Drawing Some Boundaries

I’ve been thinking a lot about this online asymmetry. Asymmetry is a problem in any kind of relationship, when people ask more of you than they give, or you give more than you might ever receive. I don’t believe we should avoid all asymmetries, but at their worst asymmetrical relationships leave us open to abuse and exploitation.

Like a lot of people with a broad online presence – creatives, content-producers, whatever you want to call us – I feel worn out by this year. Keeping up with all the replies feels like too much. I used to enjoy opening up my Twitter app and seeing 20, 50, 100 notifications. Now, scrolling through them just fills me with dread.

I’m sure the daily ritual of blocking, muting, unfollowing has sucked the joy out of it.

I still want to be available to the people who are open, authentic, giving themselves to make something good, contributing, building up. But, to be available to them I have to make less time, perhaps radically less time, for the random voices.

Maybe that’s the big lesson in all this, the lesson I feel scared by this year, that our emotional resources are not up to the task of fighting back an endless wave on online opinion. We have to chose ways that work for us.

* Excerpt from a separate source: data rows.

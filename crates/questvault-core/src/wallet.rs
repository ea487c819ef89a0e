//! Wallet connectivity capability.
//!
//! Real wallet plumbing (connectors, RPC, chain switching) is external; the
//! core defines the seam and the chain catalog, plus a demo wallet that
//! connects instantly without touching a network. The store holds none of
//! this directly — balances arrive through `set_balance`.

use serde::Serialize;

pub const MAINNET_CHAIN_ID: u64 = 8217;
pub const TESTNET_CHAIN_ID: u64 = 1001;

/// Connector ids the app offers.
pub const CONNECTORS: &[&str] = &["injected", "metaMask", "walletConnect"];

/// Static description of a supported chain.
#[derive(Debug, Clone, Serialize)]
pub struct ChainInfo {
    pub id: u64,
    pub name: &'static str,
    pub currency_symbol: &'static str,
    pub rpc_url: &'static str,
    pub explorer_url: &'static str,
}

/// All chains the app knows how to talk to.
pub fn chains() -> Vec<ChainInfo> {
    vec![
        ChainInfo {
            id: TESTNET_CHAIN_ID,
            name: "Kairos Testnet",
            currency_symbol: "KAIA",
            rpc_url: "https://public-en-kairos.node.kaia.io",
            explorer_url: "https://kairos.kaiascope.com",
        },
        ChainInfo {
            id: MAINNET_CHAIN_ID,
            name: "Kaia Mainnet",
            currency_symbol: "KAIA",
            rpc_url: "https://public-en.node.kaia.io",
            explorer_url: "https://kaiascope.com",
        },
    ]
}

pub fn chain_info(id: u64) -> Option<ChainInfo> {
    chains().into_iter().find(|c| c.id == id)
}

/// Errors a wallet operation can report.
#[derive(Debug, Clone, PartialEq, Eq)]
pub enum WalletError {
    UnknownConnector(String),
    UnsupportedChain(u64),
    NotConnected,
}

impl std::fmt::Display for WalletError {
    fn fmt(&self, f: &mut std::fmt::Formatter<'_>) -> std::fmt::Result {
        match self {
            WalletError::UnknownConnector(id) => write!(f, "unknown connector: {}", id),
            WalletError::UnsupportedChain(id) => write!(f, "unsupported chain id: {}", id),
            WalletError::NotConnected => write!(f, "wallet not connected"),
        }
    }
}

impl std::error::Error for WalletError {}

/// Seam for wallet connectivity.
pub trait WalletProvider {
    fn connected(&self) -> bool;
    /// Checksummed address, `None` while disconnected.
    fn address(&self) -> Option<&str>;
    fn chain_id(&self) -> u64;

    fn connect(&mut self, connector_id: &str) -> Result<(), WalletError>;
    fn disconnect(&mut self);
    fn switch_chain(&mut self, target_id: u64) -> Result<(), WalletError>;
}

/// Networkless wallet for demo mode: any known connector "connects" to a
/// fixed demo address on the configured chain.
pub struct DemoWallet {
    connected: bool,
    chain_id: u64,
    address: String,
}

impl DemoWallet {
    pub fn new(chain_id: u64) -> Self {
        Self {
            connected: false,
            chain_id,
            address: "0xDEAD0000000000000000000000000000DemoVau1".to_string(),
        }
    }
}

impl Default for DemoWallet {
    fn default() -> Self {
        Self::new(TESTNET_CHAIN_ID)
    }
}

impl WalletProvider for DemoWallet {
    fn connected(&self) -> bool {
        self.connected
    }

    fn address(&self) -> Option<&str> {
        if self.connected {
            Some(&self.address)
        } else {
            None
        }
    }

    fn chain_id(&self) -> u64 {
        self.chain_id
    }

    fn connect(&mut self, connector_id: &str) -> Result<(), WalletError> {
        if !CONNECTORS.contains(&connector_id) {
            return Err(WalletError::UnknownConnector(connector_id.to_string()));
        }
        self.connected = true;
        Ok(())
    }

    fn disconnect(&mut self) {
        self.connected = false;
    }

    fn switch_chain(&mut self, target_id: u64) -> Result<(), WalletError> {
        if chain_info(target_id).is_none() {
            return Err(WalletError::UnsupportedChain(target_id));
        }
        if !self.connected {
            return Err(WalletError::NotConnected);
        }
        self.chain_id = target_id;
        Ok(())
    }
}
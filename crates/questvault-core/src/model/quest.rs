//! Quests: progress-bound units of work with a currency reward.

use serde::{Deserialize, Serialize};

/// How demanding a quest is, for display and reward scaling.
#[derive(Debug, Clone, Copy, PartialEq, Eq, Serialize, Deserialize)]
pub enum Difficulty {
    Easy,
    Medium,
    Hard,
}

/// Cadence bucket a quest belongs to.
#[derive(Debug, Clone, Copy, PartialEq, Eq, Serialize, Deserialize)]
#[serde(rename_all = "lowercase")]
pub enum QuestKind {
    Daily,
    Weekly,
    Special,
}

/// A trackable task with reward, progress, and completion state.
///
/// Invariant: `completed` implies `progress == 100`. The reverse is not
/// enforced — reaching 100 does not complete a quest; completion is an
/// explicit store operation.
#[derive(Debug, Clone, PartialEq, Serialize, Deserialize)]
#[serde(rename_all = "camelCase")]
pub struct Quest {
    pub id: String,
    pub title: String,
    pub description: String,
    /// Non-negative reward in currency units.
    pub reward: u32,
    /// 0–100. Patch writes are stored as given; callers clamp.
    pub progress: u8,
    pub difficulty: Difficulty,
    /// Opaque display string ("4h 30m"). Not a timer — nothing counts down.
    #[serde(skip_serializing_if = "Option::is_none")]
    pub time_left: Option<String>,
    pub completed: bool,
    #[serde(rename = "type")]
    pub kind: QuestKind,
}

impl Quest {
    /// Force the completed state, keeping the completion invariant in one
    /// place.
    pub fn mark_completed(&mut self) {
        self.completed = true;
        self.progress = 100;
    }
}

/// Field-by-field update for [`Quest`]; `None` leaves a field untouched.
///
/// Applied by linear scan over the quest list — O(n), fine at tens of
/// entries.
#[derive(Debug, Clone, Default, PartialEq)]
pub struct QuestPatch {
    pub title: Option<String>,
    pub description: Option<String>,
    pub reward: Option<u32>,
    pub progress: Option<u8>,
    pub difficulty: Option<Difficulty>,
    pub time_left: Option<String>,
    pub completed: Option<bool>,
    pub kind: Option<QuestKind>,
}

impl QuestPatch {
    pub fn apply(&self, quest: &mut Quest) {
        if let Some(title) = &self.title {
            quest.title = title.clone();
        }
        if let Some(description) = &self.description {
            quest.description = description.clone();
        }
        if let Some(reward) = self.reward {
            quest.reward = reward;
        }
        if let Some(progress) = self.progress {
            quest.progress = progress;
        }
        if let Some(difficulty) = self.difficulty {
            quest.difficulty = difficulty;
        }
        if let Some(time_left) = &self.time_left {
            quest.time_left = Some(time_left.clone());
        }
        if let Some(completed) = self.completed {
            quest.completed = completed;
        }
        if let Some(kind) = self.kind {
            quest.kind = kind;
        }
    }
}
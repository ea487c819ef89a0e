//! Progress-to-pose mapping along the adventure path.
//!
//! The map screen places the adventurer on a fixed arc and faces it along
//! the direction of travel. [`PathCurve`] does the math: a centripetal
//! Catmull-Rom spline through an ordered set of control points, evaluated at
//! a progress scalar in [0, 1]. Everything here is deterministic — identical
//! inputs always produce identical output.

use crate::vec3::Vec3;
use serde::{Deserialize, Serialize};

/// Position and facing direction at a point on the path.
#[derive(Debug, Clone, Copy, PartialEq, Serialize, Deserialize)]
pub struct PathPose {
    pub position: Vec3,
    /// Unit tangent of the curve. Zero only for degenerate control points
    /// (all coincident).
    pub direction: Vec3,
}

/// Smooth curve through an ordered set of control points.
///
/// Progress 0 yields exactly the first control point and progress 1 exactly
/// the last; every control point in between is passed through in order, and
/// the tangent is continuous across segment joins. Progress outside [0, 1]
/// (including non-finite values) is clamped, never extrapolated.
#[derive(Debug, Clone)]
pub struct PathCurve {
    points: Vec<Vec3>,
}

impl PathCurve {
    /// Build a curve from control points. Needs at least two.
    pub fn new(points: Vec<Vec3>) -> Option<Self> {
        if points.len() < 2 {
            return None;
        }
        Some(Self { points })
    }

    /// The five-point arc the adventure map draws, start (beach) to end
    /// (treasure).
    pub fn adventure_default() -> Self {
        Self {
            points: vec![
                Vec3::new(-3.0, 0.0, 2.0),
                Vec3::new(-1.0, 0.2, 1.0),
                Vec3::new(1.0, 0.1, 0.0),
                Vec3::new(2.5, 0.3, -1.0),
                Vec3::new(3.0, 0.5, -2.0),
            ],
        }
    }

    pub fn control_points(&self) -> &[Vec3] {
        &self.points
    }

    /// Point on the curve at `progress`.
    pub fn point(&self, progress: f32) -> Vec3 {
        let p = sanitize(progress);
        if p >= 1.0 {
            // The cubic reproduces the endpoint only up to rounding; return
            // the control point itself so the end of the path is exact.
            return self.points[self.points.len() - 1];
        }
        let (index, u) = self.locate(p);
        self.segment(index).position(u)
    }

    /// Unit tangent at `progress`.
    pub fn tangent(&self, progress: f32) -> Vec3 {
        let (index, u) = self.locate(sanitize(progress));
        self.segment(index).velocity(u).normalize()
    }

    /// Position and direction in one evaluation, for per-frame use.
    pub fn pose(&self, progress: f32) -> PathPose {
        let p = sanitize(progress);
        let (index, u) = self.locate(p);
        let segment = self.segment(index);
        let position = if p >= 1.0 {
            self.points[self.points.len() - 1]
        } else {
            segment.position(u)
        };
        PathPose {
            position,
            direction: segment.velocity(u).normalize(),
        }
    }

    /// `n + 1` evenly spaced points along the curve (the drawn path line).
    pub fn sample(&self, n: usize) -> Vec<Vec3> {
        let steps = n.max(1);
        (0..=steps)
            .map(|i| self.point(i as f32 / steps as f32))
            .collect()
    }

    /// Map clamped progress to a segment index and the local parameter
    /// within that segment.
    fn locate(&self, p: f32) -> (usize, f32) {
        let last_segment = self.points.len() - 2;
        let scaled = p * (self.points.len() - 1) as f32;
        let index = (scaled as usize).min(last_segment);
        (index, scaled - index as f32)
    }

    fn segment(&self, index: usize) -> Segment {
        let p1 = self.points[index];
        let p2 = self.points[index + 1];
        // Clamp the neighbor lookups at the ends of the point list.
        let p0 = if index == 0 { p1 } else { self.points[index - 1] };
        let p3 = if index + 2 < self.points.len() {
            self.points[index + 2]
        } else {
            p2
        };
        Segment::centripetal(p0, p1, p2, p3)
    }
}

fn sanitize(progress: f32) -> f32 {
    if progress.is_finite() {
        progress.clamp(0.0, 1.0)
    } else {
        0.0
    }
}

/// One cubic span of the curve, coefficients per axis.
struct Segment {
    c0: Vec3,
    c1: Vec3,
    c2: Vec3,
    c3: Vec3,
}

impl Segment {
    /// Build the span from its four neighboring control points using
    /// centripetal knot spacing (alpha = 0.5): knot deltas are the square
    /// roots of chord lengths, which keeps the curve from looping or
    /// overshooting on unevenly spaced points.
    fn centripetal(p0: Vec3, p1: Vec3, p2: Vec3, p3: Vec3) -> Self {
        let mut dt1 = p1.distance_squared(&p2).powf(0.25);
        let mut dt0 = p0.distance_squared(&p1).powf(0.25);
        let mut dt2 = p2.distance_squared(&p3).powf(0.25);

        // Coincident neighbors collapse to the span's own knot delta.
        if dt1 < 1e-4 {
            dt1 = 1.0;
        }
        if dt0 < 1e-4 {
            dt0 = dt1;
        }
        if dt2 < 1e-4 {
            dt2 = dt1;
        }

        let t1 = ((p1 - p0) / dt0 - (p2 - p0) / (dt0 + dt1) + (p2 - p1) / dt1) * dt1;
        let t2 = ((p2 - p1) / dt1 - (p3 - p1) / (dt1 + dt2) + (p3 - p2) / dt2) * dt1;

        Self {
            c0: p1,
            c1: t1,
            c2: (p2 - p1) * 3.0 - t1 * 2.0 - t2,
            c3: (p1 - p2) * 2.0 + t1 + t2,
        }
    }

    fn position(&self, u: f32) -> Vec3 {
        self.c0 + (self.c1 + (self.c2 + self.c3 * u) * u) * u
    }

    /// d/du of [`Segment::position`] — unnormalized velocity along the span.
    fn velocity(&self, u: f32) -> Vec3 {
        self.c1 + (self.c2 * 2.0 + self.c3 * (3.0 * u)) * u
    }
}
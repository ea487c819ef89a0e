//! Aggregate platform stats shown on the dashboard.

use serde::{Deserialize, Serialize};

/// Read-mostly aggregate snapshot, replaced wholesale by the environment.
/// The store never computes deltas on these.
#[derive(Debug, Clone, Copy, PartialEq, Default, Serialize, Deserialize)]
#[serde(rename_all = "camelCase")]
pub struct Stats {
    /// Total value locked across the platform, in currency units.
    pub tvl: f64,
    pub quests_completed: u64,
    pub sbts_minted: u64,
    pub total_users: u64,
}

The old rules can no longer apply.

Responses
Toni 8 years ago

One of the guys on Harmony central had a sig that said “people are bastard covered bastards with bastard filling”. While that’s a slight over-generalisation, it’s certainly true for a few, and if they can become group or opinion leaders in a particular environment, what follows is usually a cultural shift towards bastardy for that group.

From the sound of things, twitter facilitates this kind of agressive anonymity by encouraging users to post without being ‘personally present’ in a way that doesn’t happen with either forums of blogs. In the early days of the internet the barriers to entry were generally a bit higher, and these kinds of people would be busy bullying their workmates or abusing their partners instead of writing stuff to hurt those they knew to be ‘wrong’. And having written that, I now recall an incident on Facebook with the wife of one of the guys we knew from ‘that forum’, who took offence at something I said and became incredibly abusive, even suggesting I’d engaged in sex with my mother and all sorts. Maybe it is the lack of human connection that enables people to be unspeakable to other people after all? It’s easy to destroy those you don’t know, but much harder to do it to those you care for.

Daniel 8 years ago

Online anonymity, availability of disposable identity (accounts) and associated lack of accountability certainly favors those with an agenda and willingness to attack others over those using their persistent personal or brand identity online.

It also seems like a case of the best of intentions gone wrong; ‘lets show people more of what they like’ using algorithms has unintentionally created echo chambers. These echo chambers makes it easy to never have to talk to the other side of a discussion. I fear for the future of discussion, debate and compromise if the trend doesn’t reverse.